Extracted data entries:
━━━━━━━━━━

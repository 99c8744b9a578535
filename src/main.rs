//! Todo AI API
//!
//! Owner-scoped todo service with language-model assisted prioritization
//! and task suggestions.
//!
//! # Environment Variables
//!
//! - `STORAGE_MODE`: `in_memory` (default) | `postgres`
//! - `DATABASE_URL`: `PostgreSQL` connection URL (required when `STORAGE_MODE=postgres`)
//! - `OPENAI_API_KEY`: completion API key (unset or placeholder disables AI calls)
//! - `OPENAI_BASE_URL`, `OPENAI_TIMEOUT_SECS`, `OPENAI_PRIORITIZE_MODEL`,
//!   `OPENAI_PRIORITIZE_MAX_TOKENS`, `OPENAI_SUGGEST_MODEL`, `OPENAI_SUGGEST_MAX_TOKENS`
//! - `RUST_LOG`: Logging level (e.g., `debug`, `info`, `todo_ai_api=debug`)
//! - `HOST`: Server host address (default: `0.0.0.0`)
//! - `PORT`: Server port (default: `8080`)
//! - `WORKER_THREADS`: Number of tokio worker threads (default: logical CPU count)

use std::env;
use std::net::SocketAddr;

use tokio::net::TcpListener;
use tokio::signal;
use tower_http::cors::{Any, CorsLayer};
use tower_http::trace::TraceLayer;
use tracing_subscriber::{layer::SubscriberExt, util::SubscriberInitExt};

use todo_ai_api::api::{AppState, router};
use todo_ai_api::infrastructure::{CompletionConfig, RepositoryConfig, RepositoryFactory};

/// Worker-thread ceiling when the CPU count is unknown.
const FALLBACK_THREAD_LIMIT: usize = 64;

/// Resolves the `WORKER_THREADS` value against `limit`.
///
/// `None` means the runtime default. Zero or non-numeric values fall back to
/// the default and values above `limit` are capped.
fn resolve_worker_threads(raw: Option<&str>, limit: usize) -> Option<usize> {
    let raw = raw.map(str::trim).filter(|raw| !raw.is_empty())?;

    match raw.parse::<usize>() {
        Ok(0) | Err(_) => {
            eprintln!("Ignoring WORKER_THREADS='{raw}' (expected a positive integer)");
            None
        }
        Ok(threads) if threads > limit => {
            eprintln!("WORKER_THREADS={threads} capped to {limit}");
            Some(limit)
        }
        Ok(threads) => Some(threads),
    }
}

fn main() {
    dotenvy::dotenv().ok();

    let limit = std::thread::available_parallelism()
        .map_or(FALLBACK_THREAD_LIMIT, |parallelism| parallelism.get().saturating_mul(4));
    let worker_threads = resolve_worker_threads(env::var("WORKER_THREADS").ok().as_deref(), limit);

    let mut builder = tokio::runtime::Builder::new_multi_thread();
    builder.enable_all();
    if let Some(threads) = worker_threads {
        builder.worker_threads(threads);
    }

    let runtime = builder.build().expect("Failed to create tokio runtime");
    runtime.block_on(async_main(worker_threads));
}

async fn async_main(worker_threads: Option<usize>) {
    tracing_subscriber::registry()
        .with(
            tracing_subscriber::EnvFilter::try_from_default_env()
                .unwrap_or_else(|_| "todo_ai_api=debug,tower_http=debug".into()),
        )
        .with(tracing_subscriber::fmt::layer())
        .init();

    tracing::info!(?worker_threads, "Starting Todo AI API");

    let config = match RepositoryConfig::from_env() {
        Ok(config) => config,
        Err(error) => {
            tracing::error!("Configuration error: {}", error);
            std::process::exit(1);
        }
    };

    tracing::info!(storage_mode = ?config.storage_mode, "Repository configuration loaded");

    let completion_config = match CompletionConfig::from_env() {
        Ok(config) => config,
        Err(error) => {
            tracing::error!("Completion configuration error: {}", error);
            std::process::exit(1);
        }
    };

    if completion_config.is_configured() {
        tracing::info!(
            base_url = %completion_config.base_url,
            prioritize_model = %completion_config.prioritize_model,
            suggest_model = %completion_config.suggest_model,
            "Completion client configured"
        );
    } else {
        tracing::warn!("OPENAI_API_KEY not configured, AI features use fallback behavior");
    }

    let factory = RepositoryFactory::new(config);
    let repositories = match factory.create().await {
        Ok(repositories) => {
            tracing::info!("Repositories initialized successfully");
            repositories
        }
        Err(error) => {
            tracing::error!("Failed to initialize repositories: {}", error);
            std::process::exit(1);
        }
    };

    let application_state = AppState::from_repositories(repositories, &completion_config);

    let cors = CorsLayer::new()
        .allow_origin(Any)
        .allow_methods(Any)
        .allow_headers(Any);

    let application = router(application_state)
        .layer(TraceLayer::new_for_http())
        .layer(cors);

    let host = env::var("HOST").unwrap_or_else(|_| "0.0.0.0".to_string());
    let port: u16 = env::var("PORT")
        .ok()
        .and_then(|port| port.parse().ok())
        .unwrap_or(8080);

    let address: SocketAddr = match format!("{host}:{port}").parse() {
        Ok(address) => address,
        Err(error) => {
            tracing::error!(%error, "Invalid server address: {}:{}", host, port);
            std::process::exit(1);
        }
    };

    let listener = match TcpListener::bind(address).await {
        Ok(listener) => listener,
        Err(error) => {
            tracing::error!(%error, "Failed to bind to address {}", address);
            std::process::exit(1);
        }
    };

    match listener.local_addr() {
        Ok(address) => tracing::info!("Listening on {}", address),
        Err(error) => tracing::warn!(%error, "Could not determine local address"),
    }

    if let Err(error) = axum::serve(listener, application)
        .with_graceful_shutdown(shutdown_signal())
        .await
    {
        tracing::error!(%error, "Server error");
        std::process::exit(1);
    }

    tracing::info!("Server shutdown complete");
}

/// Handles graceful shutdown signals (SIGINT, SIGTERM).
///
/// On Unix both SIGINT and SIGTERM are handled; elsewhere only Ctrl+C.
async fn shutdown_signal() {
    let ctrl_c = async {
        match signal::ctrl_c().await {
            Ok(()) => {}
            Err(error) => {
                tracing::warn!(%error, "Failed to install Ctrl+C handler");
            }
        }
    };

    #[cfg(unix)]
    let terminate = async {
        match signal::unix::signal(signal::unix::SignalKind::terminate()) {
            Ok(mut signal) => {
                signal.recv().await;
            }
            Err(error) => {
                tracing::warn!(%error, "Failed to install SIGTERM handler");
                std::future::pending::<()>().await;
            }
        }
    };

    #[cfg(not(unix))]
    let terminate = std::future::pending::<()>();

    tokio::select! {
        () = ctrl_c => {
            tracing::info!("Received Ctrl+C, initiating graceful shutdown");
        }
        () = terminate => {
            tracing::info!("Received SIGTERM, initiating graceful shutdown");
        }
    }
}

#[cfg(test)]
mod tests {
    use super::*;
    use rstest::rstest;

    #[rstest]
    #[case(None, None)]
    #[case(Some(""), None)]
    #[case(Some("  "), None)]
    #[case(Some("0"), None)]
    #[case(Some("many"), None)]
    #[case(Some("-2"), None)]
    #[case(Some(" 4 "), Some(4))]
    #[case(Some("16"), Some(16))]
    #[case(Some("17"), Some(16))]
    fn test_resolve_worker_threads(#[case] raw: Option<&str>, #[case] expected: Option<usize>) {
        assert_eq!(resolve_worker_threads(raw, 16), expected);
    }
}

━━━━━━━━━━

Your objective: Filter the data for the string "port" and copy every line that has it.

Answer below:
//! - `PORT`: Server port (default: `8080`)
    let port: u16 = env::var("PORT")
        .and_then(|port| port.parse().ok())
    let address: SocketAddr = match format!("{host}:{port}").parse() {
            tracing::error!(%error, "Invalid server address: {}:{}", host, port);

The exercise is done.